District Court of Appeal of Florida, First District
May 5, 1976
330 So. 2d 843 (Fla. Dist. Ct. App. 1976)

Opinion

No. X-393.

May 5, 1976.

Appeal from the Circuit Court, Marion County, D.R. Smith, J.

John M. Green, Jr., Green, Simmons, Green Hightower, Ocala, and Keith Myers, Hollis, Okla., for appellant.

Barry D. Graves, Jones Ritch, Gainesville, for appellee.


The plaintiff appeals from an adverse final summary judgment entered in a wrongful death case. The issue here is whether the trial court erred in entering the judgment.

Plaintiff seeks damages for the death of its decedent when a boat manufactured by the defendant sank, and the decedent, who was an occupant of the boat, drowned.

This case has been here before. In Duncan v. Monark Boat Co., Inc., 281 So.2d 382 (Fla.App. 1st, 1973), we reversed the trial court on its dismissal of a count of plaintiff's complaint which charges the defendant with violation of Section 371.60, Florida Statutes. This statute requires that manufacturers of boats attach a plate on them stating the recommended number of persons or maximum weight load consistent with their safe operation. We directed reinstatement of this count of the complaint.

After remand, the trial court granted the defendant's motion for summary judgment. The defendant stipulated that it violated the statute. In his brief, the plaintiff admits that the boat was overloaded when it sank. The defendant contends there is no causal relationship between the defendant's violation of the statute and the decedent's death, or that violation of the statute was not the proximate cause of the decedent's death.

The defendant presented evidence that the overloading of the boat was brought to the attention of the decedent, nevertheless, he proceeded into the lake with water coming in over the bow. When the decedent increased the speed of the boat, its bow went under the water and it sank.

The defendant argues that because the overloading of the boat was brought to the attention of the decedent, the presence of the required plate on the boat would have added nothing. The plaintiff argues that violation of the statute is negligence per se, and that the purpose of the plate is to warn persons who are unfamiliar with loading capacities.

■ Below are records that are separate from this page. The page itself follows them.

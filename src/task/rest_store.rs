//! REST storage client
//!
//! Issues plain HTTP requests against a task REST endpoint. Responses
//! are parsed as JSON without inspecting the status code; network and
//! body-parse failures surface as [`Error::Http`].

use async_trait::async_trait;
use reqwest::Client;
use tracing::debug;

use super::model::{DeleteAck, NewTask, Task, TaskPatch};
use super::repository::TaskRepository;
use crate::Result;

/// Connection settings for the REST client
#[derive(Debug, Clone)]
pub struct RestConfig {
    /// Base URL of the task API, without trailing slash
    pub base_url: String,
}

impl RestConfig {
    pub fn new(base_url: impl Into<String>) -> Self {
        let mut base_url = base_url.into();
        while base_url.ends_with('/') {
            base_url.pop();
        }
        Self { base_url }
    }
}

/// Task store backed by a plain REST endpoint
pub struct RestTaskStore {
    client: Client,
    config: RestConfig,
}

impl RestTaskStore {
    pub fn new(config: RestConfig) -> Self {
        Self::with_client(Client::new(), config)
    }

    /// Use an externally configured HTTP client
    pub fn with_client(client: Client, config: RestConfig) -> Self {
        Self { client, config }
    }

    fn task_url(&self, id: &str) -> String {
        format!("{}/tasks/{}", self.config.base_url, urlencoding::encode(id))
    }
}

#[async_trait]
impl TaskRepository for RestTaskStore {
    async fn create(&self, task: NewTask) -> Result<Task> {
        task.validate()?;
        let url = format!("{}/tasks", self.config.base_url);
        debug!(%url, user_id = %task.user_id, "creating task");

        let task = self.client.post(url).json(&task).send().await?.json().await?;
        Ok(task)
    }

    async fn read(&self, user_id: &str) -> Result<Vec<Task>> {
        let url = format!(
            "{}/tasks?user_id={}",
            self.config.base_url,
            urlencoding::encode(user_id)
        );
        debug!(%url, "reading tasks");

        let tasks = self.client.get(url).send().await?.json().await?;
        Ok(tasks)
    }

    async fn update(&self, id: &str, patch: TaskPatch) -> Result<Task> {
        patch.validate()?;
        let url = self.task_url(id);
        debug!(%url, "updating task");

        let task = self.client.put(url).json(&patch).send().await?.json().await?;
        Ok(task)
    }

    async fn delete(&self, id: &str) -> Result<DeleteAck> {
        let url = self.task_url(id);
        debug!(%url, "deleting task");

        let ack = self.client.delete(url).send().await?.json().await?;
        Ok(ack)
    }
}
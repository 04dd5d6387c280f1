//! Table-backend storage client
//!
//! Drives a table backend through its query interface. Backend failures
//! are logged and surfaced as [`Error::Backend`].

use async_trait::async_trait;
use tracing::error;

use super::backend::{BackendError, Filter, TableBackend};
use super::model::{DeleteAck, NewTask, Task, TaskPatch};
use super::repository::TaskRepository;
use crate::{Error, Result};

/// Table this client operates on
const TASKS_TABLE: &str = "tasks";

/// Task store backed by a table-oriented backend SDK
///
/// The backend is injected so tests can substitute a double.
pub struct TableTaskStore<B> {
    backend: B,
}

impl<B: TableBackend> TableTaskStore<B> {
    pub fn new(backend: B) -> Self {
        Self { backend }
    }

    fn backend_failure(op: &str, err: BackendError) -> Error {
        error!(error = %err, "error {op} task");
        Error::Backend(err)
    }
}

#[async_trait]
impl<B: TableBackend> TaskRepository for TableTaskStore<B> {
    async fn create(&self, task: NewTask) -> Result<Task> {
        task.validate()?;
        let row = serde_json::to_value(&task)?;
        let data = self
            .backend
            .insert(TASKS_TABLE, row)
            .await
            .map_err(|e| Self::backend_failure("creating", e))?;
        Ok(serde_json::from_value(data)?)
    }

    async fn read(&self, user_id: &str) -> Result<Vec<Task>> {
        let data = self
            .backend
            .select(TASKS_TABLE, Filter::eq("user_id", user_id))
            .await
            .map_err(|e| Self::backend_failure("reading", e))?;
        Ok(serde_json::from_value(data)?)
    }

    async fn update(&self, id: &str, patch: TaskPatch) -> Result<Task> {
        patch.validate()?;
        let changes = serde_json::to_value(&patch)?;
        let data = self
            .backend
            .update(TASKS_TABLE, Filter::eq("id", id), changes)
            .await
            .map_err(|e| Self::backend_failure("updating", e))?;
        Ok(serde_json::from_value(data)?)
    }

    async fn delete(&self, id: &str) -> Result<DeleteAck> {
        self.backend
            .delete(TASKS_TABLE, Filter::eq("id", id))
            .await
            .map_err(|e| Self::backend_failure("deleting", e))?;
        Ok(DeleteAck {
            message: "Task deleted successfully".to_string(),
        })
    }
}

Although the violation of the statute before us is negligence per se, it does not necessarily mean there is actionable negligence. The plaintiff must establish that the violation of the statute was the proximate cause of its decedent's death. deJesus v. Seaboard Coast Line Railroad Company, 281 So.2d 198 (Fla. 1973). Under the facts in this case, this the plaintiff failed to do. The decedent saw that the boat was overloaded. The presence of the plate required by the statute would not have helped. Nor would it have served its purpose. There is no material issue of fact concerning proximate cause and the defendant is entitled to judgment as a matter of law.

We affirm the judgment.

McCORD, Acting C.J., concurs specially.

SMITH, J., dissents.


I agree with the opinion of Judge Mills. The statutory requirement that a plate be attached to the boat stating the recommended number of persons or maximum weight load consistent with its safe operation was for the sole purpose of warning against boat overloading. The boat was operated by decedent and occupied by Japhet and Camp. It also carried numerous supplies. The decedent operator Duncan was specifically warned by Japhet before he shoved off in the boat that it was overloaded, but Duncan told Japhet to go ahead and get in. When the boat shoved off, the water was choppy and the boat had only six inches of freeboard above the water line. When water began to ship over the bow, Duncan was told to slow down, but instead he speeded up and the boat nose-dived under the water. It is obvious that the lack of the warning plate attached to the boat did not in any way contribute to this accident. The sole proximate cause was Duncan's negligence.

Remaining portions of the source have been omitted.